政治家には「被害妄想にならない程度の」推理能力とイマジネーションが求められる。アガサ・クリスティーの小説に出てくる「名探偵ポアロ」のような「灰色の脳細胞」は持っていないが、山本一太の「空色の脳天気細胞」を働かせると「様々なシーンやセリフ」が心のスクリーンに浮かんでくる。

取材したマスコミ関係者(?)と情報提供者の間にこんな「やり取り」があったかもしれない。(*あくまで、私自身の想像であって、事実に基づくものではありません。)

某地元関係者:「君ねえ。なんかいろいろと嗅ぎ回っているようだけど、そんなことよりもっと面白い話があるんだよ。」

マスコミ関係者:「え?それは何ですか?」

某地元関係者:「うん。山本一太に関するスキャンダルだ。これを出したら大変なことになる。」

マスコミ関係者:「それはすごいですね。ぜひ、教えてください。」

某地元関係者:「君は山本一太が昔、朝日新聞の記者だったことを知ってるかね?」

マスコミ関係者:「いや、初耳ですね。経歴には出てませんよ。」

某地元関係者:「そうだろう。それは書けない理由があるからなんだ。」

マスコミ関係者:「どんな理由なんでしょうか?」

某地元関係者:「いや、山本一太が福島支局で記者をやっていたのと同じ時期に、福島が震源地になったある贈収賄事件があってね。
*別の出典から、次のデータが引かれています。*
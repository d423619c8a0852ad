//! Ledger state machine and its operations.

use crate::snapshot::LedgerSnapshot;
use chrono::Utc;
use ferrochain_consensus::{ConsensusError, Engine};
use ferrochain_core::transaction::canonical_timestamp;
use ferrochain_core::{Address, Block, Hash, RecordedTransaction, Tx, TxStatus};
use std::collections::HashMap;
use std::sync::RwLock;
use thiserror::Error;
use tracing::info;

/// Errors reported by ledger operations.
#[derive(Debug, Error)]
pub enum LedgerError {
    #[error("chain not initialised")]
    NotInitialised,

    #[error("amount must be positive")]
    ZeroAmount,

    #[error("insufficient balance")]
    InsufficientBalance,

    #[error("invalid nonce")]
    InvalidNonce,

    #[error("block {0} not found")]
    BlockNotFound(u64),

    /// Sealing failed; the submission is aborted and state is untouched.
    #[error("sealing failed: {0}")]
    Consensus(#[from] ConsensusError),
}

pub type Result<T> = std::result::Result<T, LedgerError>;

/// The state behind the ledger's lock.
struct LedgerState {
    blocks: Vec<Block>,
    balances: HashMap<Address, u64>,
    transactions: Vec<RecordedTransaction>,
    nonces: HashMap<Address, u64>,
}

/// The simulated ledger.
///
/// Owns its blocks, balances, nonces, and transaction log exclusively for
/// its lifetime. Readers share the lock; `submit_tx` and `credit` take it
/// exclusively. The write lock is held across sealing, trading throughput
/// for a simple serializability argument.
pub struct Ledger {
    engine: Engine,
    state: RwLock<LedgerState>,
}

impl Ledger {
    /// A fresh ledger with only a genesis block.
    pub fn new(engine: Engine) -> Self {
        Self::restore(engine, LedgerSnapshot::default())
    }

    /// Rebuild a ledger from a snapshot. A snapshot without blocks gets a
    /// genesis block at height 0 with an empty parent hash.
    pub fn restore(engine: Engine, snapshot: LedgerSnapshot) -> Self {
        let blocks = if snapshot.blocks.is_empty() {
            vec![Block::genesis()]
        } else {
            snapshot.blocks
        };

        Self {
            engine,
            state: RwLock::new(LedgerState {
                blocks,
                balances: snapshot.balances,
                transactions: snapshot.transactions,
                nonces: snapshot.nonces,
            }),
        }
    }

    pub fn engine_name(&self) -> &'static str {
        self.engine.name()
    }

    /// Height of the newest block.
    pub fn height(&self) -> u64 {
        let state = self.state.read().expect("ledger lock poisoned");
        state.blocks.last().map(|b| b.height).unwrap_or(0)
    }

    pub fn get_block(&self, height: u64) -> Result<Block> {
        let state = self.state.read().expect("ledger lock poisoned");

        if height >= state.blocks.len() as u64 {
            return Err(LedgerError::BlockNotFound(height));
        }

        Ok(state.blocks[height as usize].clone())
    }

    /// The most recent `limit` blocks in ascending height order. A limit of
    /// 0, or one past the total, returns everything.
    pub fn list_blocks(&self, limit: u64) -> Vec<Block> {
        let state = self.state.read().expect("ledger lock poisoned");
        tail(&state.blocks, limit)
    }

    /// The most recent `limit` transactions in ascending time order. Same
    /// limit semantics as [`list_blocks`](Self::list_blocks).
    pub fn list_transactions(&self, limit: u64) -> Vec<RecordedTransaction> {
        let state = self.state.read().expect("ledger lock poisoned");
        tail(&state.transactions, limit)
    }

    pub fn get_balance(&self, address: &Address) -> u64 {
        let state = self.state.read().expect("ledger lock poisoned");
        state.balances.get(address).copied().unwrap_or(0)
    }

    pub fn current_nonce(&self, address: &Address) -> u64 {
        let state = self.state.read().expect("ledger lock poisoned");
        state.nonces.get(address).copied().unwrap_or(0)
    }

    /// Look up a recorded transaction by its content hash.
    pub fn find_transaction(&self, hash: &Hash) -> Option<RecordedTransaction> {
        let state = self.state.read().expect("ledger lock poisoned");
        state
            .transactions
            .iter()
            .rev()
            .find(|tx| &tx.hash == hash)
            .cloned()
    }

    /// Unconditional balance increase for test/demo funding. A zero amount
    /// is a no-op.
    pub fn credit(&self, address: &Address, amount: u64) {
        if amount == 0 {
            return;
        }

        let mut state = self.state.write().expect("ledger lock poisoned");
        let balance = state.balances.entry(address.clone()).or_insert(0);
        *balance = balance.saturating_add(amount);
        info!(address = %address, amount, "credited account");
    }

    /// Apply a transaction: validate, seal a new block, and append it.
    ///
    /// Preconditions are checked in order (initialised chain, positive
    /// amount, sufficient balance, exact nonce) and the first failure is
    /// returned. Balances and nonces are mutated only after the consensus
    /// engine sealed the block, so a sealing failure leaves the ledger
    /// exactly as it was.
    pub fn submit_tx(&self, tx: &Tx) -> Result<RecordedTransaction> {
        let mut state = self.state.write().expect("ledger lock poisoned");

        let previous = state.blocks.last().ok_or(LedgerError::NotInitialised)?;

        if tx.amount == 0 {
            return Err(LedgerError::ZeroAmount);
        }

        let total_debit = tx.total_debit().ok_or(LedgerError::InsufficientBalance)?;
        let balance = state.balances.get(&tx.from).copied().unwrap_or(0);

        if balance < total_debit {
            return Err(LedgerError::InsufficientBalance);
        }

        let nonce = state.nonces.get(&tx.from).copied().unwrap_or(0);

        if tx.nonce != nonce {
            return Err(LedgerError::InvalidNonce);
        }

        let timestamp = Utc::now();
        let tx_hash = tx.content_hash(&timestamp);
        let ts_bytes = canonical_timestamp(&timestamp).into_bytes();

        let mut seed =
            Vec::with_capacity(previous.hash.as_bytes().len() + tx_hash.as_bytes().len() + ts_bytes.len());
        seed.extend_from_slice(previous.hash.as_bytes());
        seed.extend_from_slice(tx_hash.as_bytes());
        seed.extend_from_slice(&ts_bytes);

        let unsealed = Block::unsealed(previous, Hash::from_bytes(seed), timestamp);
        let mut sealed = self.engine.seal(unsealed)?;

        let recorded = RecordedTransaction {
            hash: tx_hash,
            from: tx.from.clone(),
            to: tx.to.clone(),
            amount: tx.amount,
            fee: tx.fee,
            nonce,
            block_hash: sealed.hash.clone(),
            block_height: sealed.height,
            timestamp,
            status: TxStatus::Mined,
        };
        sealed.transactions = vec![recorded.clone()];

        // Debit amount + fee from the sender; the fee is burned.
        state.balances.insert(tx.from.clone(), balance - total_debit);
        *state.balances.entry(tx.to.clone()).or_insert(0) += tx.amount;
        state.nonces.insert(tx.from.clone(), nonce + 1);
        state.blocks.push(sealed);
        state.transactions.push(recorded.clone());

        info!(
            height = recorded.block_height,
            tx = %recorded.hash,
            engine = self.engine_name(),
            "sealed block"
        );

        Ok(recorded)
    }

    /// Clone the full state for persistence.
    pub fn snapshot(&self) -> LedgerSnapshot {
        let state = self.state.read().expect("ledger lock poisoned");
        LedgerSnapshot {
            blocks: state.blocks.clone(),
            balances: state.balances.clone(),
            transactions: state.transactions.clone(),
            nonces: state.nonces.clone(),
        }
    }
}

/// The last `limit` entries, in original order.
fn tail<T: Clone>(entries: &[T], limit: u64) -> Vec<T> {
    let total = entries.len() as u64;
    let limit = if limit == 0 || limit > total { total } else { limit };
    let start = (total - limit) as usize;
    entries[start..].to_vec()
}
それに山本の地元の当時の町長が絡んでるんだ。親父さん(山本富雄)にも関係がある。ザッというと…みたいな感じだ。ちょっと調べてみたらどうかな。」

マスコミ関係者:「分かりました。さっそく関係者にあたってみましょう。」

 もう一度言っておくが、これは単なる自分の想像だ。こんな会話はなかったかもしれない。が、せっかくなのでもう少し「小説家」の才能(?)を披瀝しておこう。(*たまにはこんなバカなことを書くとストレス解消になるもんだな。)

 

某地元関係者:「どうかな。いろいろ分かっただろう。」

マスコミ関係者:「ええ、地元や東京で関係者に取材して、なんとなく全体のストーリーが浮かび上がってきました。」

某地元関係者:「うん。とにかく山本一太が総裁選挙で取っている行動は許せない。誰のおかげで国会議員になれたと思ってるんだ。身の程知らずもいいところこだ。もう少し、どんな行動をするかを見極めた上で、決定的な情報を渡すよ。とにかく、一番タイミングのいい時を狙って出したほうがいいからな。」

マスコミ関係者:「分かりました。また相談に来ますよ。」

 今回の「スキャンダル情報」を流した人物が、どのくらい亡父と親しかったのか、どんな関係にあったのかは分からない。が、少なくとも「亡父に好意を持っていなかった」ことだけは確かだ。そうでなければ、亡くなった人間の「名誉を汚す」ような悪意に満ちた行動を取るはずがない。(*あ、もう東京か。)とにもかくにも、こんな卑劣な連中に負けてたまるか!!